I’m rebuilding some AR patterns on DT II. How do I best replicate choke groups?
I thought nei condition would be the best to do this. I haven’t used them before, but my experiment didn’t really work. I’ve tried to recreate the closed and open hat choke group on DT by placing closed hat sample on track 15 and open hat on 16. I’ve then set all of the trigs on track 16 to not neighbor. I thought this would mean that the closed hat trigs on track 15 wouldn’t play if the open hat trigs on track 16 are playing. It didn’t work and the trigs on track 15 never played, no matter what happened on track 16. So my questions are: is nei/not nei the easiest solution to replicate choke groups? If so, what did I get wrong about applying them?
If nei doesn’t work as I have described, what’s the best alternative? I know I can just not place trigs in the same place or use conditions like 4:8 and not 4:8 etc. But that’s really complicated and doesn’t work in all cases. So if there’s an easier way, I’d prefer that.
In general, I’m not sure about one thing that might complicate things: is there a priority among two tracks in an AR choke group? Or are they interrelated? For example, does the open hat always choke the closed hat but the closed hat never chokes the open hat? The manual sounds like that, stating that “the right-hand track has a higher priority”. Or does the open hat first choke the closed hat but the next hit of the closed hat will choke the closed hat as well? If it’s the latter, this might make replicating choke groups on DT a bit more complicated. The manual seems clear on that though.
There are probably more elegant ways to do it but placing them on the same track by using sound pool / sound locks is the simplest way for me to achieve that. As a monophonic sampler, if they’re on the same track, they will be guaranteed to choke each other out.
Not sure if that helps, probably not the solution you’re looking for.
Thanks! I know of this method and have used it before. I agree it’s the easiest, so I should have mentioned it. I try to avoid sound locks if possible because it limits playing around with parameters live that I want to affect each trig on CH/OH.

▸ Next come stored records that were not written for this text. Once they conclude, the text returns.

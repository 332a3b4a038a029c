//! Error types for Stratum
//!
//! Errors are structured with fields to aid debugging. Each variant carries
//! the cluster it belongs to and enough context (field name, network range,
//! etcd cluster) for an operator to fix the input without re-running anything.

use thiserror::Error;

/// Default context value when no specific context is available
pub const UNKNOWN_CONTEXT: &str = "unknown";

/// Main error type for cluster spec population
#[derive(Debug, Error)]
pub enum Error {
    /// A required field is missing, empty, or malformed
    #[error("validation error for {cluster}: {message}")]
    Validation {
        /// Name of the cluster with invalid configuration
        cluster: String,
        /// Description of what's invalid; always names the offending field
        message: String,
        /// The invalid field (e.g., "NetworkCIDR")
        field: Option<String>,
    },

    /// A network range cannot be split into the blocks it has to hold
    #[error("address space exhausted in {network} ({blocks} block(s)): {message}")]
    AddressSpaceExhausted {
        /// The range that was being subdivided
        network: String,
        /// Number of equal blocks the range was split into
        blocks: usize,
        /// Description of what ran out
        message: String,
    },

    /// The etcd member set diverges from the zone set
    #[error("etcd topology inconsistency in {cluster} (etcd cluster {etcd_cluster}): {message}")]
    TopologyInconsistency {
        /// Name of the cluster
        cluster: String,
        /// Name of the offending etcd cluster
        etcd_cluster: String,
        /// Description of the mismatch
        message: String,
    },

    /// The cluster registry lookup failed
    #[error("registry error for {cluster}: {message}")]
    Registry {
        /// Name of the cluster being looked up
        cluster: String,
        /// Description of what failed
        message: String,
        /// Whether the registry considers this failure transient
        retryable: bool,
    },

    /// Serialization/deserialization error
    #[error("serialization error: {message}")]
    Serialization {
        /// Description of what failed
        message: String,
        /// The resource kind being serialized (if known)
        kind: Option<String>,
    },
}

impl Error {
    /// Create a validation error with cluster context and field name
    pub fn validation_for_field(
        cluster: impl Into<String>,
        field: impl Into<String>,
        msg: impl Into<String>,
    ) -> Self {
        Self::Validation {
            cluster: cluster.into(),
            message: msg.into(),
            field: Some(field.into()),
        }
    }

    /// Create an address-space exhaustion error
    pub fn address_space_exhausted(
        network: impl Into<String>,
        blocks: usize,
        msg: impl Into<String>,
    ) -> Self {
        Self::AddressSpaceExhausted {
            network: network.into(),
            blocks,
            message: msg.into(),
        }
    }

    /// Create a topology inconsistency error for one etcd cluster
    pub fn topology_inconsistency(
        cluster: impl Into<String>,
        etcd_cluster: impl Into<String>,
        msg: impl Into<String>,
    ) -> Self {
        Self::TopologyInconsistency {
            cluster: cluster.into(),
            etcd_cluster: etcd_cluster.into(),
            message: msg.into(),
        }
    }

    /// Create a registry error with cluster context
    ///
    /// Registry errors are transient by default (network or disk hiccups).
    pub fn registry_for(cluster: impl Into<String>, msg: impl Into<String>) -> Self {
        Self::Registry {
            cluster: cluster.into(),
            message: msg.into(),
            retryable: true,
        }
    }

    /// Create a serialization error with the given message
    pub fn serialization(msg: impl Into<String>) -> Self {
        Self::Serialization {
            message: msg.into(),
            kind: None,
        }
    }

    /// Create a serialization error with resource kind context
    pub fn serialization_for_kind(kind: impl Into<String>, msg: impl Into<String>) -> Self {
        Self::Serialization {
            message: msg.into(),
            kind: Some(kind.into()),
        }
    }

    /// Check if this error is retryable
    ///
    /// Only registry failures can be transient; everything else requires the
    /// operator to fix the cluster spec. Population itself never retries.
    pub fn is_retryable(&self) -> bool {
        match self {
            Error::Registry { retryable, .. } => *retryable,
            Error::Validation { .. }
            | Error::AddressSpaceExhausted { .. }
            | Error::TopologyInconsistency { .. }
            | Error::Serialization { .. } => false,
        }
    }

    /// Get the cluster name if this error is associated with a specific cluster
    pub fn cluster(&self) -> Option<&str> {
        match self {
            Error::Validation { cluster, .. } => Some(cluster),
            Error::TopologyInconsistency { cluster, .. } => Some(cluster),
            Error::Registry { cluster, .. } => Some(cluster),
            Error::AddressSpaceExhausted { .. } => None,
            Error::Serialization { .. } => None,
        }
    }

    /// Get the offending field for validation errors
    pub fn field(&self) -> Option<&str> {
        match self {
            Error::Validation { field, .. } => field.as_deref(),
            _ => None,
        }
    }
}
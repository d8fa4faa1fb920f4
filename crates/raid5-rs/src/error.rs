//! Failure kinds the engine distinguishes internally.
//!
//! Everything here is wrapped in `anyhow::Error` at call sites; `RaidError` only
//! exists so the few places that need to tell failure kinds apart (CLI exit
//! codes, rebuild-vs-request reporting) can `downcast_ref` instead of matching
//! on message text.

use std::fmt;

/// A failure kind owned by the RAID5 engine, distinct from generic I/O errors.
#[derive(Debug)]
pub enum RaidError {
    /// Startup validation failed: device count, prefix conflicts, unparseable sizes.
    Config(String),
    /// A back-end path could not be opened read-write.
    BackendOpen { slot: usize, path: String },
    /// A positional read or write against a present back-end failed or came up short.
    BackendIo { slot: usize, path: String, phys_off: u64 },
    /// A read needed reconstruction but more than one peer in the stripe is missing.
    DegradedUnrecoverable { stripe: u64 },
    /// A rebuild step needed a block from a missing non-target slot.
    RebuildImpossible { stripe: u64, slot: usize },
}

impl fmt::Display for RaidError {
    fn fmt(&self, f: &mut fmt::Formatter<'_>) -> fmt::Result {
        match self {
            Self::Config(msg) => write!(f, "configuration error: {msg}"),
            Self::BackendOpen { slot, path } => {
                write!(f, "slot {slot}: failed to open back-end {path:?}")
            }
            Self::BackendIo { slot, path, phys_off } => {
                write!(f, "slot {slot} ({path}): back-end I/O failed at offset {phys_off}")
            }
            Self::DegradedUnrecoverable { stripe } => {
                write!(f, "stripe {stripe}: two slots unavailable, cannot reconstruct")
            }
            Self::RebuildImpossible { stripe, slot } => {
                write!(f, "stripe {stripe}: rebuild needs missing slot {slot}")
            }
        }
    }
}

impl std::error::Error for RaidError {}
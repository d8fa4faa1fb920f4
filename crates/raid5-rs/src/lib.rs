//! RAID5 address-translation, I/O, and reconstruction engine.

pub mod device_table;
pub mod engine;
pub mod error;
pub mod geometry;
pub mod rebuild;
pub mod xor;

pub use device_table::{DeviceSpec, DeviceTable};
pub use engine::Engine;
pub use error::RaidError;
pub use geometry::Placement;
//! Stand-in for the out-of-scope kernel transport (§4.9): reads a
//! line-oriented protocol from a `BufRead` and drives a [`BlockDeviceShim`],
//! so the engine is exercisable end-to-end without a kernel module.
//!
//! Protocol, one command per line:
//! - `READ <offset> <len>`
//! - `WRITE <offset> <hex-bytes>`
//! - `FLUSH`
//! - `DISCONNECT`

use std::io::{BufRead, Write};

use anyhow::{Context, Result, bail};

use crate::shim::BlockDeviceShim;

/// Runs the request loop until `DISCONNECT` or end of input. Returns the
/// exit code the shim's last failure (if any) should map to: `0` for a
/// clean disconnect, `1` if any request failed along the way.
pub fn run(
    shim: &mut dyn BlockDeviceShim,
    input: &mut dyn BufRead,
    output: &mut dyn Write,
) -> Result<i32> {
    let mut had_error = false;
    let mut line = String::new();

    loop {
        line.clear();
        let n = input.read_line(&mut line).context("reading from harness input")?;
        if n == 0 {
            break;
        }
        let line = line.trim();
        if line.is_empty() {
            continue;
        }

        let mut parts = line.split_whitespace();
        let cmd = parts.next().unwrap_or_default();

        match cmd {
            "READ" => {
                let offset: u64 = parts.next().context("READ missing offset")?.parse()?;
                let len: usize = parts.next().context("READ missing len")?.parse()?;
                let mut buf = vec![0u8; len];
                let rc = shim.read(&mut buf, offset);
                if rc == 0 {
                    writeln!(output, "OK {}", hex_encode(&buf))?;
                } else {
                    had_error = true;
                    writeln!(output, "ERR {rc}")?;
                }
            }
            "WRITE" => {
                let offset: u64 = parts.next().context("WRITE missing offset")?.parse()?;
                let hex = parts.next().context("WRITE missing data")?;
                let data = hex_decode(hex)?;
                let rc = shim.write(&data, offset);
                if rc == 0 {
                    writeln!(output, "OK")?;
                } else {
                    had_error = true;
                    writeln!(output, "ERR {rc}")?;
                }
            }
            "FLUSH" => {
                let rc = shim.flush();
                if rc == 0 {
                    writeln!(output, "OK")?;
                } else {
                    had_error = true;
                    writeln!(output, "ERR {rc}")?;
                }
            }
            "DISCONNECT" => {
                shim.disconnect();
                writeln!(output, "OK")?;
                break;
            }
            other => bail!("unrecognized harness command {other:?}"),
        }
    }

    Ok(i32::from(had_error))
}

fn hex_encode(bytes: &[u8]) -> String {
    bytes.iter().map(|b| format!("{b:02x}")).collect()
}

fn hex_decode(s: &str) -> Result<Vec<u8>> {
    if !s.len().is_multiple_of(2) {
        bail!("hex payload {s:?} has odd length");
    }
    (0..s.len())
        .step_by(2)
        .map(|i| u8::from_str_radix(&s[i..i + 2], 16).with_context(|| format!("invalid hex byte in {s:?}")))
        .collect()
}
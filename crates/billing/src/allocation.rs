//! Grant arithmetic for reserve, confirm and cancel
//!
//! These functions are shared by every ledger backend. They mutate the grants
//! they are handed, verify the invariants on each touched grant and return
//! the rows to persist. Callers must discard all mutations when an error is
//! returned.

use std::collections::HashMap;

use time::OffsetDateTime;
use uuid::Uuid;

use crate::error::{BillingError, BillingResult};
use crate::grant::{reservation_order, CreditAccount, CreditGrant};
use crate::transaction::{CreditTransaction, CreditTransactionDetail, GrantMovement};

/// Grants keyed by id, as loaded for one ledger operation
pub type GrantSet = HashMap<Uuid, CreditGrant>;

/// Rows produced by a successful reservation
#[derive(Debug, Clone)]
pub struct Reservation {
    pub transaction: CreditTransaction,
    pub details: Vec<CreditTransactionDetail>,
}

/// Decide which grants fund `amount` without touching them
///
/// Fails with `InsufficientCredits` when the eligible grants cannot cover it.
pub fn plan_reservation(
    grants: &[CreditGrant],
    account: &CreditAccount,
    amount: i64,
    now: OffsetDateTime,
) -> BillingResult<Vec<GrantMovement>> {
    if amount <= 0 {
        return Err(BillingError::InvalidAmount(amount));
    }

    let mut eligible: Vec<&CreditGrant> = grants
        .iter()
        .filter(|g| g.is_eligible(account, now))
        .collect();
    eligible.sort_by(|a, b| reservation_order(a, b));

    let available: i64 = eligible.iter().map(|g| g.available_amount).sum();
    if available < amount {
        return Err(BillingError::InsufficientCredits {
            requested: amount,
            available,
        });
    }

    let mut need = amount;
    let mut plan = Vec::new();
    for grant in eligible {
        if need == 0 {
            break;
        }
        let take = need.min(grant.available_amount);
        plan.push(GrantMovement {
            grant_id: grant.id,
            amount: take,
        });
        need -= take;
    }

    Ok(plan)
}

/// Hold `amount` across the account's eligible grants
pub fn reserve(
    grants: &mut [CreditGrant],
    account: &CreditAccount,
    amount: i64,
    task_id: Option<Uuid>,
    now: OffsetDateTime,
) -> BillingResult<Reservation> {
    let plan = plan_reservation(grants, account, amount, now)?;

    let transaction = CreditTransaction::reservation(account.billing_user_id, amount, task_id, now);
    let mut details = Vec::with_capacity(plan.len());

    for movement in &plan {
        let grant = grants
            .iter_mut()
            .find(|g| g.id == movement.grant_id)
            .ok_or_else(|| missing_grant(transaction.id, movement.grant_id))?;

        grant.reserved_amount += movement.amount;
        grant.refresh_available();
        grant.updated_at = now;
        grant.verify()?;

        details.push(CreditTransactionDetail::new(
            transaction.id,
            grant.id,
            movement.amount,
            grant.remaining_amount,
            now,
        ));
    }

    Ok(Reservation {
        transaction,
        details,
    })
}

/// Turn held credits into spent credits
pub fn confirm(
    transaction: &mut CreditTransaction,
    details: &[CreditTransactionDetail],
    grants: &mut GrantSet,
    now: OffsetDateTime,
) -> BillingResult<()> {
    transaction.require_open_reservation()?;

    for detail in reservation_details(transaction.id, details) {
        let grant = grants
            .get_mut(&detail.grant_id)
            .ok_or_else(|| missing_grant(transaction.id, detail.grant_id))?;

        grant.remaining_amount -= detail.amount;
        grant.reserved_amount -= detail.amount;
        grant.used_amount += detail.amount;
        grant.refresh_available();
        grant.updated_at = now;
        grant.verify()?;
    }

    transaction.mark_confirmed(now);
    Ok(())
}

/// Release held credits without spending them
pub fn cancel(
    transaction: &mut CreditTransaction,
    details: &[CreditTransactionDetail],
    grants: &mut GrantSet,
    now: OffsetDateTime,
    reason: Option<&str>,
) -> BillingResult<()> {
    transaction.require_open_reservation()?;

    for detail in reservation_details(transaction.id, details) {
        let grant = grants
            .get_mut(&detail.grant_id)
            .ok_or_else(|| missing_grant(transaction.id, detail.grant_id))?;

        grant.reserved_amount -= detail.amount;
        grant.refresh_available();
        grant.updated_at = now;
        grant.verify()?;
    }

    transaction.mark_cancelled(now, reason);
    Ok(())
}

fn reservation_details<'a>(
    transaction_id: Uuid,
    details: &'a [CreditTransactionDetail],
) -> impl Iterator<Item = &'a CreditTransactionDetail> {
    details
        .iter()
        .filter(move |d| d.transaction_id == transaction_id && d.amount > 0)
}

pub(crate) fn missing_grant(transaction_id: Uuid, grant_id: Uuid) -> BillingError {
    tracing::error!(
        transaction_id = %transaction_id,
        grant_id = %grant_id,
        "Transaction detail references a grant that could not be loaded"
    );
    BillingError::Corrupt(format!(
        "transaction {} references missing grant {}",
        transaction_id, grant_id
    ))
}

#[cfg(test)]
mod tests {
    use super::*;
    use time::Duration;

    fn now() -> OffsetDateTime {
        OffsetDateTime::now_utc()
    }

    fn grant_for(owner: Uuid, amount: i64, valid_until: Option<OffsetDateTime>) -> CreditGrant {
        CreditGrant::issue(owner, amount, now() - Duration::days(1), valid_until)
    }

    #[test]
    fn test_reservation_drains_expiring_grant_first() {
        let owner = Uuid::new_v4();
        let expiring = grant_for(owner, 5, Some(now() + Duration::days(1)));
        let forever = grant_for(owner, 10, None);
        let mut grants = vec![forever.clone(), expiring.clone()];

        let reservation = reserve(&mut grants, &CreditAccount::user(owner), 7, None, now()).unwrap();

        let taken: HashMap<Uuid, i64> = reservation
            .details
            .iter()
            .map(|d| (d.grant_id, d.amount))
            .collect();
        assert_eq!(taken[&expiring.id], 5);
        assert_eq!(taken[&forever.id], 2);

        for g in &grants {
            g.verify().unwrap();
            assert_eq!(g.remaining_amount, g.amount, "reserve must not touch remaining");
        }
    }

    #[test]
    fn test_reservation_details_record_unchanged_remaining() {
        let owner = Uuid::new_v4();
        let mut grants = vec![grant_for(owner, 10, None)];

        let reservation = reserve(&mut grants, &CreditAccount::user(owner), 4, None, now()).unwrap();
        assert_eq!(reservation.details.len(), 1);
        assert_eq!(reservation.details[0].balance_after, 10);
        assert_eq!(grants[0].available_amount, 6);
        assert_eq!(grants[0].reserved_amount, 4);
    }

    #[test]
    fn test_insufficient_reservation_leaves_grants_untouched() {
        let owner = Uuid::new_v4();
        let mut grants = vec![grant_for(owner, 3, None), grant_for(owner, 2, None)];
        let before = grants.clone();

        let err = reserve(&mut grants, &CreditAccount::user(owner), 6, None, now()).unwrap_err();
        assert!(matches!(
            err,
            BillingError::InsufficientCredits {
                requested: 6,
                available: 5
            }
        ));
        assert_eq!(grants, before);
    }

    #[test]
    fn test_other_users_grants_are_ignored() {
        let owner = Uuid::new_v4();
        let mut grants = vec![grant_for(Uuid::new_v4(), 100, None)];
        let err = reserve(&mut grants, &CreditAccount::user(owner), 1, None, now()).unwrap_err();
        assert!(matches!(err, BillingError::InsufficientCredits { .. }));
    }

    #[test]
    fn test_zero_amount_rejected() {
        let owner = Uuid::new_v4();
        let mut grants = vec![grant_for(owner, 10, None)];
        assert!(matches!(
            reserve(&mut grants, &CreditAccount::user(owner), 0, None, now()),
            Err(BillingError::InvalidAmount(0))
        ));
    }

    #[test]
    fn test_confirm_moves_reserved_into_used() {
        let owner = Uuid::new_v4();
        let mut list = vec![grant_for(owner, 10, None)];
        let mut reservation = reserve(&mut list, &CreditAccount::user(owner), 4, None, now()).unwrap();
        let mut grants: GrantSet = list.into_iter().map(|g| (g.id, g)).collect();

        confirm(
            &mut reservation.transaction,
            &reservation.details,
            &mut grants,
            now(),
        )
        .unwrap();

        let g = grants.values().next().unwrap();
        assert_eq!(g.remaining_amount, 6);
        assert_eq!(g.used_amount, 4);
        assert_eq!(g.reserved_amount, 0);
        assert_eq!(g.available_amount, 6);
        assert!(reservation.transaction.is_settled_deduction());
    }

    #[test]
    fn test_cancel_releases_hold_only() {
        let owner = Uuid::new_v4();
        let mut list = vec![grant_for(owner, 10, None)];
        let mut reservation = reserve(&mut list, &CreditAccount::user(owner), 10, None, now()).unwrap();
        let mut grants: GrantSet = list.into_iter().map(|g| (g.id, g)).collect();

        cancel(
            &mut reservation.transaction,
            &reservation.details,
            &mut grants,
            now(),
            None,
        )
        .unwrap();

        let g = grants.values().next().unwrap();
        assert_eq!(g.remaining_amount, 10);
        assert_eq!(g.used_amount, 0);
        assert_eq!(g.reserved_amount, 0);
        assert_eq!(g.available_amount, 10);
    }

    #[test]
    fn test_confirm_twice_is_invalid_state() {
        let owner = Uuid::new_v4();
        let mut list = vec![grant_for(owner, 10, None)];
        let mut reservation = reserve(&mut list, &CreditAccount::user(owner), 4, None, now()).unwrap();
        let mut grants: GrantSet = list.into_iter().map(|g| (g.id, g)).collect();

        confirm(&mut reservation.transaction, &reservation.details, &mut grants, now()).unwrap();
        let err = confirm(&mut reservation.transaction, &reservation.details, &mut grants, now())
            .unwrap_err();
        assert!(matches!(err, BillingError::InvalidTransactionState { .. }));
    }

    #[test]
    fn test_confirm_with_corrupted_grant_is_fatal() {
        let owner = Uuid::new_v4();
        let mut list = vec![grant_for(owner, 10, None)];
        let mut reservation = reserve(&mut list, &CreditAccount::user(owner), 4, None, now()).unwrap();
        let mut grants: GrantSet = list.into_iter().map(|g| (g.id, g)).collect();

        // Someone drained the hold behind the ledger's back
        for g in grants.values_mut() {
            g.reserved_amount = 0;
            g.available_amount = 10;
        }

        let err = confirm(&mut reservation.transaction, &reservation.details, &mut grants, now())
            .unwrap_err();
        assert!(err.is_fatal());
        assert!(reservation.transaction.is_open_reservation());
    }
}
#[cfg(test)]
mod settlement_tests {
    use crate::error::BillingError;
    use crate::grant::{CreditAccount, CreditGrant};
    use crate::ledger::{CreditLedger, MemoryCreditLedger};
    use crate::transaction::{TransactionStatus, TransactionType, RESERVATION_TTL};
    use time::{Duration, OffsetDateTime};
    use uuid::Uuid;

    async fn funded(amount: i64) -> (MemoryCreditLedger, CreditAccount, CreditGrant) {
        let ledger = MemoryCreditLedger::new();
        let owner = Uuid::new_v4();
        let grant = CreditGrant::issue(
            owner,
            amount,
            OffsetDateTime::now_utc() - Duration::hours(1),
            None,
        );
        ledger.issue_grant(grant.clone()).await.unwrap();
        (ledger, CreditAccount::user(owner), grant)
    }

    // =========================================================================
    // LEDGER-S01: Cancel only releases the hold
    // =========================================================================
    #[tokio::test]
    async fn test_cancel_leaves_remaining_and_used_unchanged() {
        let (ledger, account, grant) = funded(25).await;

        let txn = ledger.reserve(&account, 10, None).await.unwrap();
        let held = ledger.grant(grant.id).await.unwrap();
        assert_eq!(held.available_amount, 15);

        ledger.cancel(txn.id).await.unwrap();

        let after = ledger.grant(grant.id).await.unwrap();
        assert_eq!(after.remaining_amount, 25);
        assert_eq!(after.used_amount, 0);
        assert_eq!(after.reserved_amount, 0);
        assert_eq!(after.available_amount, 25);

        let txn = ledger.transaction(txn.id).await.unwrap();
        assert_eq!(txn.status, TransactionStatus::Cancelled);
        assert!(txn.cancelled_at.is_some());
        assert!(txn.expire_at.is_none());
    }

    // =========================================================================
    // LEDGER-S02: Settling a settled transaction is an invalid state
    // =========================================================================
    #[tokio::test]
    async fn test_settle_after_settle_rejected() {
        let (ledger, account, grant) = funded(10).await;

        let confirmed = ledger.reserve(&account, 4, None).await.unwrap();
        ledger.confirm(confirmed.id).await.unwrap();
        assert!(matches!(
            ledger.cancel(confirmed.id).await,
            Err(BillingError::InvalidTransactionState { .. })
        ));
        assert!(matches!(
            ledger.confirm(confirmed.id).await,
            Err(BillingError::InvalidTransactionState { .. })
        ));

        let cancelled = ledger.reserve(&account, 4, None).await.unwrap();
        ledger.cancel(cancelled.id).await.unwrap();
        assert!(matches!(
            ledger.confirm(cancelled.id).await,
            Err(BillingError::InvalidTransactionState { .. })
        ));

        let after = ledger.grant(grant.id).await.unwrap();
        assert_eq!(after.used_amount, 4);
        assert_eq!(after.reserved_amount, 0);
    }

    // =========================================================================
    // LEDGER-S03: Unknown transaction ids are reported, not ignored
    // =========================================================================
    #[tokio::test]
    async fn test_unknown_transaction_not_found() {
        let (ledger, _, _) = funded(10).await;
        let missing = Uuid::new_v4();
        assert!(matches!(
            ledger.confirm(missing).await,
            Err(BillingError::TransactionNotFound(id)) if id == missing
        ));
    }

    // =========================================================================
    // LEDGER-S04: Sweep cancels only reservations past their TTL
    // =========================================================================
    #[tokio::test]
    async fn test_expired_reservations_swept() {
        let (ledger, account, grant) = funded(30).await;

        let stale = ledger.reserve(&account, 10, None).await.unwrap();
        let settled = ledger.reserve(&account, 5, None).await.unwrap();
        ledger.confirm(settled.id).await.unwrap();

        // Nothing is due yet
        let early = ledger
            .cancel_expired_reservations(OffsetDateTime::now_utc())
            .await
            .unwrap();
        assert!(early.is_empty());

        let later = OffsetDateTime::now_utc() + RESERVATION_TTL + Duration::minutes(1);
        let swept = ledger.cancel_expired_reservations(later).await.unwrap();
        assert_eq!(swept, vec![stale.id]);

        let stale = ledger.transaction(stale.id).await.unwrap();
        assert_eq!(stale.status, TransactionStatus::Cancelled);
        assert_eq!(stale.metadata.cancel_reason.as_deref(), Some("expired"));

        let settled = ledger.transaction(settled.id).await.unwrap();
        assert_eq!(settled.transaction_type, TransactionType::Deduct);

        let after = ledger.grant(grant.id).await.unwrap();
        assert_eq!(after.reserved_amount, 0);
        assert_eq!(after.available_amount, 25);
    }
}
//! Refunds against confirmed deductions
//!
//! Returns credit to the grants that funded the original deduction. Grants
//! that stay usable longest are refilled first: never-expiring, then latest
//! expiry, then newest. A grant never receives more than this transaction
//! took from it (net of earlier refunds) nor more than it has used.

use std::collections::HashMap;

use serde::Serialize;
use time::OffsetDateTime;
use uuid::Uuid;

use crate::allocation::{missing_grant, GrantSet};
use crate::error::{BillingError, BillingResult};
use crate::grant::refund_order;
use crate::transaction::{
    CreditTransaction, CreditTransactionDetail, GrantMovement, RefundHistoryEntry,
};

/// Outcome of a refund
#[derive(Debug, Clone, Serialize)]
pub struct RefundReceipt {
    /// The original deduction after the refund was recorded
    pub transaction: CreditTransaction,
    /// Credits returned by this call
    pub refunded: i64,
    pub allocations: Vec<GrantMovement>,
    /// Task linked to the deduction and its credits actually charged now
    pub task_actual_credits: Option<(Uuid, i64)>,
}

/// Rows produced by a refund
#[derive(Debug, Clone)]
pub struct RefundEntries {
    pub receipt: RefundReceipt,
    pub details: Vec<CreditTransactionDetail>,
}

/// Net credits each grant contributed to a transaction
fn net_contributions(
    transaction_id: Uuid,
    details: &[CreditTransactionDetail],
) -> HashMap<Uuid, i64> {
    let mut net: HashMap<Uuid, i64> = HashMap::new();
    for detail in details.iter().filter(|d| d.transaction_id == transaction_id) {
        *net.entry(detail.grant_id).or_default() += detail.amount;
    }
    net
}

/// Decide how `amount` flows back to the contributing grants
pub fn plan_refund(
    transaction: &CreditTransaction,
    details: &[CreditTransactionDetail],
    grants: &GrantSet,
    amount: i64,
) -> BillingResult<Vec<GrantMovement>> {
    transaction.require_settled_deduction()?;

    if amount <= 0 {
        return Err(BillingError::InvalidAmount(amount));
    }
    if amount > transaction.refundable() {
        return Err(BillingError::RefundExceedsUsage {
            transaction_id: transaction.id,
            requested: amount,
            refundable: transaction.refundable(),
        });
    }

    let net = net_contributions(transaction.id, details);
    let mut contributors = Vec::new();
    for (grant_id, contributed) in &net {
        if *contributed <= 0 {
            continue;
        }
        let grant = grants
            .get(grant_id)
            .ok_or_else(|| missing_grant(transaction.id, *grant_id))?;
        contributors.push((grant, *contributed));
    }
    contributors.sort_by(|(a, _), (b, _)| refund_order(a, b));

    let mut need = amount;
    let mut plan = Vec::new();
    for (grant, contributed) in contributors {
        if need == 0 {
            break;
        }
        let give = need.min(contributed).min(grant.used_amount);
        if give > 0 {
            plan.push(GrantMovement {
                grant_id: grant.id,
                amount: give,
            });
            need -= give;
        }
    }

    if need > 0 {
        let refundable = amount - need;
        tracing::error!(
            transaction_id = %transaction.id,
            requested = amount,
            refundable = refundable,
            "Refund exceeds usage recorded on contributing grants"
        );
        return Err(BillingError::RefundExceedsUsage {
            transaction_id: transaction.id,
            requested: amount,
            refundable,
        });
    }

    Ok(plan)
}

/// Return `amount` credits from a confirmed deduction
pub fn refund(
    transaction: &mut CreditTransaction,
    details: &[CreditTransactionDetail],
    grants: &mut GrantSet,
    amount: i64,
    description: Option<&str>,
    now: OffsetDateTime,
) -> BillingResult<RefundEntries> {
    let plan = plan_refund(transaction, details, grants, amount)?;

    let mut new_details = Vec::with_capacity(plan.len());
    for movement in &plan {
        let grant = grants
            .get_mut(&movement.grant_id)
            .ok_or_else(|| missing_grant(transaction.id, movement.grant_id))?;

        grant.used_amount -= movement.amount;
        grant.remaining_amount += movement.amount;
        grant.refresh_available();
        grant.updated_at = now;
        grant.verify()?;

        new_details.push(CreditTransactionDetail::new(
            transaction.id,
            grant.id,
            -movement.amount,
            grant.remaining_amount,
            now,
        ));
    }

    transaction.refund_amount += amount;
    transaction.metadata.refund_history.push(RefundHistoryEntry {
        amount,
        description: description.map(str::to_string),
        refunded_at: now,
        allocations: plan.clone(),
    });

    let task_actual_credits = transaction
        .metadata
        .task_id
        .map(|task_id| (task_id, transaction.total_amount - transaction.refund_amount));

    Ok(RefundEntries {
        receipt: RefundReceipt {
            transaction: transaction.clone(),
            refunded: amount,
            allocations: plan,
            task_actual_credits,
        },
        details: new_details,
    })
}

Rereading the manual, I think I’ve placed the neighbor trigs the wrong way. I think it should work if I put the open hat on track 15 and the closed hat on track 16, then set all of track 16’s trigs to not neighbor.
If it works this way, there’s another solid reason why it would be great if Elektron allowed us to pick a condition that applies to all trigs placed on the track by default. So far, condition only has a lock symbol if you’re not holding a trig.
Yes you have to use /NEI and put trig conditions on reference track.
Not convienient. Choke group feature request ! (I’ve found a workaround with Digitone layers, not convenient either).
Yes, values added to probability parameter for instance…
I’ve come to the same conclusion that the neighbor function is better than nothing but doesn’t really work well. No comparison to how AR chokes its hats. I stick to other methods like not placing trigs or using the same sample with shorter decay, like it has been mentioned. I also like the method of one sample with both closed and open, really fun to play in. But it comes with some caveats like you can’t use random LFO on slice grid anymore.
I use a method with /NEI where the left track is an open hi-hat and the right track is a closed hi-hat.
Left track: Fill all empty trigs with lock trigs set to PROB 0%.
Right track: Set COND to /NEI for all active trigs.
I prefer this over the single track solution because I can mute and easily edit both sounds separately. It’s not a true one voice choke though, the open hi-hat release can overlap with the next closed hi-hat. However they don’t hit at the same time which is the most important thing for me.